Just in from Reuters, the Pentagon has announced that Unidentified Aerial Phenomena (UAP) have landed in a new organization inside the five-sided building. Liberty Nation has reported extensively on the government’s evolving approach to the official office for mysterious flying objects. After coming clean about the presence of aerial craft for which it had no explanation, the Department of Defense (DOD), at Congress’ direction, is looking at UAP more earnestly. The new organization will be the Department of Defense’s investigative arm to focus on reports of UAP – formerly known as UFOs (unidentified flying objects) – flying in restricted airspace. Not only has the Defense Department created the new office, but it has a nifty, albeit cumbersome, acronym.
The group will be called the AOIMSG (not making this up) that stands for Airborne Object Identification and Management Synchronization Group – a name only the most complex and insular bureaucracy in the world could love. The folks on the Potomac will identify, manage, and synchronize what heretofore was unidentified, not managed, and apparently, not synchronized.
In a November 23 press release, the DOD announced that the AOIMSG would replace the Unidentified Aerial Phenomena Task Force established in August 2020. According to the DOD press office:
“The AOIMSG will synchronize efforts across the Department and the broader US government to detect, identify and attribute objects of interest in Special Use Airspace (SUA), and to assess and mitigate any associated threats to safety of flight and national security. To provide oversight of the AOIMSG, the Deputy Secretary also directed the USD(I&S) to lead an Airborne Object Identification and Management Executive Council (AOIMEXEC) to be comprised of DOD and Intelligence Community membership and to offer a venue for US government interagency representation.”

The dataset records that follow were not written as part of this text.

//! Combined damage multipliers of one attacking type against one or two
//! defending types.
//!
//! Every query here is a pure function of its arguments. Quiz answer checking
//! relies on the same inputs always scoring the same way.

use crate::errors::{TypeChartError, TypeChartResult};
use crate::type_map::{Relation, TypeMap};
use schema::PokemonType;
use serde::Serialize;
use std::fmt;
use tracing::warn;

/// The closed set of values a one- or two-type matchup can produce.
#[derive(Debug, Clone, Copy, PartialEq, Eq, PartialOrd, Ord, Hash, Serialize)]
#[serde(into = "f32")]
pub enum Multiplier {
    Immune,
    Quarter,
    Half,
    Neutral,
    Double,
    Quadruple,
}

impl Multiplier {
    pub const ALL: [Multiplier; 6] = [
        Multiplier::Immune,
        Multiplier::Quarter,
        Multiplier::Half,
        Multiplier::Neutral,
        Multiplier::Double,
        Multiplier::Quadruple,
    ];

    /// Fixed-point value where 4 = 1x.
    pub const fn quarters(self) -> u16 {
        match self {
            Multiplier::Immune => 0,
            Multiplier::Quarter => 1,
            Multiplier::Half => 2,
            Multiplier::Neutral => 4,
            Multiplier::Double => 8,
            Multiplier::Quadruple => 16,
        }
    }

    pub fn as_f32(self) -> f32 {
        f32::from(self.quarters()) / 4.0
    }

    /// Product of one or two single-type relations.
    fn combine(first: Relation, second: Option<Relation>) -> Multiplier {
        let quarters = first.quarters() * second.map_or(4, Relation::quarters) / 4;
        match quarters {
            0 => Multiplier::Immune,
            1 => Multiplier::Quarter,
            2 => Multiplier::Half,
            4 => Multiplier::Neutral,
            8 => Multiplier::Double,
            // 2x * 2x; nothing else is reachable from {0, 2, 4, 8}.
            _ => Multiplier::Quadruple,
        }
    }
}

impl From<Multiplier> for f32 {
    fn from(multiplier: Multiplier) -> f32 {
        multiplier.as_f32()
    }
}

impl fmt::Display for Multiplier {
    fn fmt(&self, f: &mut fmt::Formatter<'_>) -> fmt::Result {
        write!(f, "x{}", self.as_f32())
    }
}

/// A defender holds one or two types.
fn check_defender_count(found: usize) -> TypeChartResult<()> {
    if (1..=2).contains(&found) {
        Ok(())
    } else {
        Err(TypeChartError::InvalidTypeCount { found })
    }
}

/// Damage multiplier of `attack_type` against a one- or two-typed defender.
///
/// The result is the product of the per-type relations and does not depend on
/// the order of `defender_types`. A type listed twice is `DuplicateDefenderType`.
pub fn compute_attack_multiplier(
    attack_type: PokemonType,
    defender_types: &[PokemonType],
    type_map: &TypeMap,
) -> TypeChartResult<Multiplier> {
    check_defender_count(defender_types.len())?;
    let (first, second) = match *defender_types {
        [first, second] if first == second => {
            return Err(TypeChartError::DuplicateDefenderType(first))
        }
        [first, second] => (first, Some(second)),
        _ => (defender_types[0], None),
    };

    type_map.ensure_recognized(attack_type)?;
    type_map.ensure_recognized(first)?;
    if let Some(second) = second {
        type_map.ensure_recognized(second)?;
    }

    Ok(Multiplier::combine(
        type_map.relation_unchecked(attack_type, first),
        second.map(|second| type_map.relation_unchecked(attack_type, second)),
    ))
}

/// String-boundary form of `compute_attack_multiplier`; unknown names are errors.
pub fn compute_attack_multiplier_by_name(
    attack_type: &str,
    defender_types: &[&str],
    type_map: &TypeMap,
) -> TypeChartResult<Multiplier> {
    let attack_type = type_map.resolve(attack_type)?;
    let defender_types = defender_types
        .iter()
        .map(|name| type_map.resolve(name))
        .collect::<TypeChartResult<Vec<_>>>()?;
    compute_attack_multiplier(attack_type, &defender_types, type_map)
}

/// Result of the permissive lookup.
///
/// `unknown_types` lists every name that was replaced by a neutral 1x, so a
/// genuine neutral matchup (`is_exact()`) is never confused with a guess.
#[derive(Debug, Clone, PartialEq, Eq, Serialize)]
pub struct LenientMultiplier {
    pub multiplier: Multiplier,
    pub unknown_types: Vec<String>,
}

impl LenientMultiplier {
    pub fn is_exact(&self) -> bool {
        self.unknown_types.is_empty()
    }
}

/// Opt-in permissive lookup for exploratory views.
///
/// Names the chart does not recognize contribute 1x instead of failing. An
/// unknown attacker makes the whole matchup 1x. The defender count is still
/// enforced.
pub fn compute_attack_multiplier_lenient(
    attack_type: &str,
    defender_types: &[&str],
    type_map: &TypeMap,
) -> TypeChartResult<LenientMultiplier> {
    check_defender_count(defender_types.len())?;

    let mut unknown_types = Vec::new();
    let attacker = type_map.resolve(attack_type).ok();
    if attacker.is_none() {
        unknown_types.push(attack_type.to_string());
    }

    let mut known_defenders = Vec::with_capacity(defender_types.len());
    for name in defender_types {
        match type_map.resolve(name) {
            Ok(defender) => known_defenders.push(defender),
            Err(_) => unknown_types.push(name.to_string()),
        }
    }

    let multiplier = match attacker {
        Some(attacker) if !known_defenders.is_empty() => {
            compute_attack_multiplier(attacker, &known_defenders, type_map)?
        }
        _ => Multiplier::Neutral,
    };

    if !unknown_types.is_empty() {
        warn!(
            chart = %type_map.chart_id(),
            unknown = ?unknown_types,
            "assuming neutral effectiveness for unrecognized types"
        );
    }

    Ok(LenientMultiplier {
        multiplier,
        unknown_types,
    })
}

#[cfg(test)]
mod tests {
    use super::*;
    use crate::type_chart::registry::TypeChartRegistry;
    use pretty_assertions::assert_eq;
    use rstest::rstest;
    use schema::ChartId;
    use PokemonType::*;

    fn modern() -> TypeMap {
        TypeChartRegistry::new()
            .unwrap()
            .type_map(ChartId::Gen6Plus)
            .clone()
    }

    #[rstest]
    #[case(Multiplier::Immune, 0.0)]
    #[case(Multiplier::Quarter, 0.25)]
    #[case(Multiplier::Half, 0.5)]
    #[case(Multiplier::Neutral, 1.0)]
    #[case(Multiplier::Double, 2.0)]
    #[case(Multiplier::Quadruple, 4.0)]
    fn test_multiplier_values(#[case] multiplier: Multiplier, #[case] expected: f32) {
        assert_eq!(multiplier.as_f32(), expected);
        assert_eq!(f32::from(multiplier), expected);
    }

    #[test]
    fn test_multiplier_display() {
        assert_eq!(Multiplier::Quarter.to_string(), "x0.25");
        assert_eq!(Multiplier::Quadruple.to_string(), "x4");
    }

    #[test]
    fn test_multiplier_serializes_as_number() {
        assert_eq!(serde_json::to_string(&Multiplier::Half).unwrap(), "0.5");
    }

    #[test]
    fn test_combination_is_multiplicative() {
        let map = modern();

        // 2x and 0.5x cancel out instead of summing to 2.5x.
        assert_eq!(
            compute_attack_multiplier(Fire, &[Grass, Water], &map),
            Ok(Multiplier::Neutral)
        );
        assert_eq!(
            compute_attack_multiplier(Ice, &[Grass, Flying], &map),
            Ok(Multiplier::Quadruple)
        );
        assert_eq!(
            compute_attack_multiplier(Fire, &[Water, Rock], &map),
            Ok(Multiplier::Quarter)
        );
        assert_eq!(
            compute_attack_multiplier(Ground, &[Electric, Flying], &map),
            Ok(Multiplier::Immune)
        );
    }

    #[test]
    fn test_repeated_defender_type_is_rejected() {
        let map = modern();
        assert_eq!(
            compute_attack_multiplier(Fire, &[Grass, Grass], &map),
            Err(TypeChartError::DuplicateDefenderType(Grass))
        );
        assert_eq!(
            compute_attack_multiplier_by_name("fire", &["grass", "GRASS"], &map),
            Err(TypeChartError::DuplicateDefenderType(Grass))
        );
    }

    #[rstest]
    #[case(&[])]
    #[case(&[Fire, Water, Grass])]
    fn test_defender_count_is_enforced(#[case] defenders: &[PokemonType]) {
        let map = modern();
        assert_eq!(
            compute_attack_multiplier(Fire, defenders, &map),
            Err(TypeChartError::InvalidTypeCount {
                found: defenders.len()
            })
        );
    }

    #[test]
    fn test_by_name_resolves_case_insensitively() {
        let map = modern();
        assert_eq!(
            compute_attack_multiplier_by_name("Fire", &["GRASS"], &map),
            Ok(Multiplier::Double)
        );
        assert_eq!(
            compute_attack_multiplier_by_name("fire", &["shadow"], &map),
            Err(TypeChartError::InvalidTypeName {
                chart: ChartId::Gen6Plus,
                name: "shadow".to_string()
            })
        );
    }

    #[test]
    fn test_lenient_marks_assumed_neutral() {
        let map = modern();

        let exact = compute_attack_multiplier_lenient("normal", &["fire"], &map).unwrap();
        assert_eq!(exact.multiplier, Multiplier::Neutral);
        assert!(exact.is_exact());

        let guessed = compute_attack_multiplier_lenient("normal", &["shadow"], &map).unwrap();
        assert_eq!(guessed.multiplier, Multiplier::Neutral);
        assert!(!guessed.is_exact());
        assert_eq!(guessed.unknown_types, vec!["shadow".to_string()]);
    }

    #[test]
    fn test_lenient_keeps_known_half_of_dual_type() {
        let map = modern();

        let result = compute_attack_multiplier_lenient("fire", &["grass", "shadow"], &map).unwrap();
        assert_eq!(result.multiplier, Multiplier::Double);
        assert_eq!(result.unknown_types, vec!["shadow".to_string()]);

        let unknown_attacker =
            compute_attack_multiplier_lenient("sound", &["grass"], &map).unwrap();
        assert_eq!(unknown_attacker.multiplier, Multiplier::Neutral);
        assert_eq!(unknown_attacker.unknown_types, vec!["sound".to_string()]);
    }

    #[rstest]
    #[case(&[])]
    #[case(&["fire", "water", "grass"])]
    #[case(&["shadow", "sound", "light"])]
    fn test_lenient_still_enforces_defender_count(#[case] defenders: &[&str]) {
        let map = modern();
        assert_eq!(
            compute_attack_multiplier_lenient("fire", defenders, &map),
            Err(TypeChartError::InvalidTypeCount {
                found: defenders.len()
            })
        );
    }
}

Looking more closely at this statement, a couple of things pop out. First, the AOIMSG will “synchronize” efforts within the DOD and interested whole-of-government agencies. The word synchronize is a curious verb to use. If you take its meaning literally, the AOIMSG will attempt to ensure that whatever agencies are doing regarding detecting and identifying unknown airborne craft, the agencies will be doing at the same time, not necessarily the same tasks or programs working toward a common goal. More useful words would have been “coordinate” or “integrate.” Those words would have suggested an effort to eliminate duplication and inefficiency. Even when you go to the official source document, the November 23, 2021, memorandum from the Deputy Secretary of Defense sent to “Senior Pentagon Leadership, Commanders of the Combatant Commands, Defense Agency, and Field Activity Directors,” laying out who does what to whom, the bureaucratic gobbledygook gets no better.
The memorandum does explain the Under Secretary of Defense for Intelligence and Security (USD(I&S)) will be the lead for the Defense Department and that the AOIMSG will reside within the office of the USD(I&S). Additionally, there will be an Airborne Object Identification and Management Executive Council or AOIMEXEC. Ah, a committee, now we are getting somewhere. America can take comfort that a committee is in charge. The committee will “provide oversight and direction.” However, the memorandum does not explain how the committee will do anything, but declares that implementation guidance will come later.
The second aspect of DOD’s approach to mysterious flying objects that seems odd is where the new organization intends to identify and detect these unknown craft. It seems the area of interest for the DOD is exclusively that “the presence of unidentified aerial phenomena (UAP) in Special Use Airspace (SUA)…represents a potential safety of flight risk to aircrews and raises potential national security concerns.” So, it’s not just any airspace that is of concern, but SUA.
As Howard Altman, writing for Military Times, explains, “Special Use Airspace, according to the Federal Aviation Administration, includes areas over military bases, training ranges, and national security areas.” What the public affairs folks in the Pentagon announced was:
“Incursions by any airborne object into our SUA pose safety of flight and operations security concerns and may pose national security challenges. DOD takes reports of incursions – by any airborne object, identified or unidentified – very seriously and investigates each one.”
Well, “each one” in SUA. So, what is not of interest? All other airspace is, evidently, available for alien saucers to fly in at will. What we don’t know and is not made clear is how many UAP occur over time in SUA versus the vast amount of other airspaces? If you live in Escanaba, Michigan, and not near an SUA, you’re on your own. If you are abducted, leave a note.
Lastly, should the detecting, identifying, and attributing be successful, then the DOD is going to “mitigate any associated threats to safety of flight and national security.” From what we’ve seen in the fighter videos and have learned from a host of eyewitness accounts, the UAP has aerodynamic characteristics heretofore unknown. One might even postulate that the UAP demonstrates technologies beyond what the U.S., or any ally or adversary, possesses. How, pray tell, will the committee determine the objects are a threat and then what is meant by “mitigate?” Unfortunately, what the DOD has announced is just a bureaucratic kabuki dance to give the impression it’s doing something. There are no clear lines of responsibility, authority, and accountability.
The views expressed are those of the author and not of any other affiliation.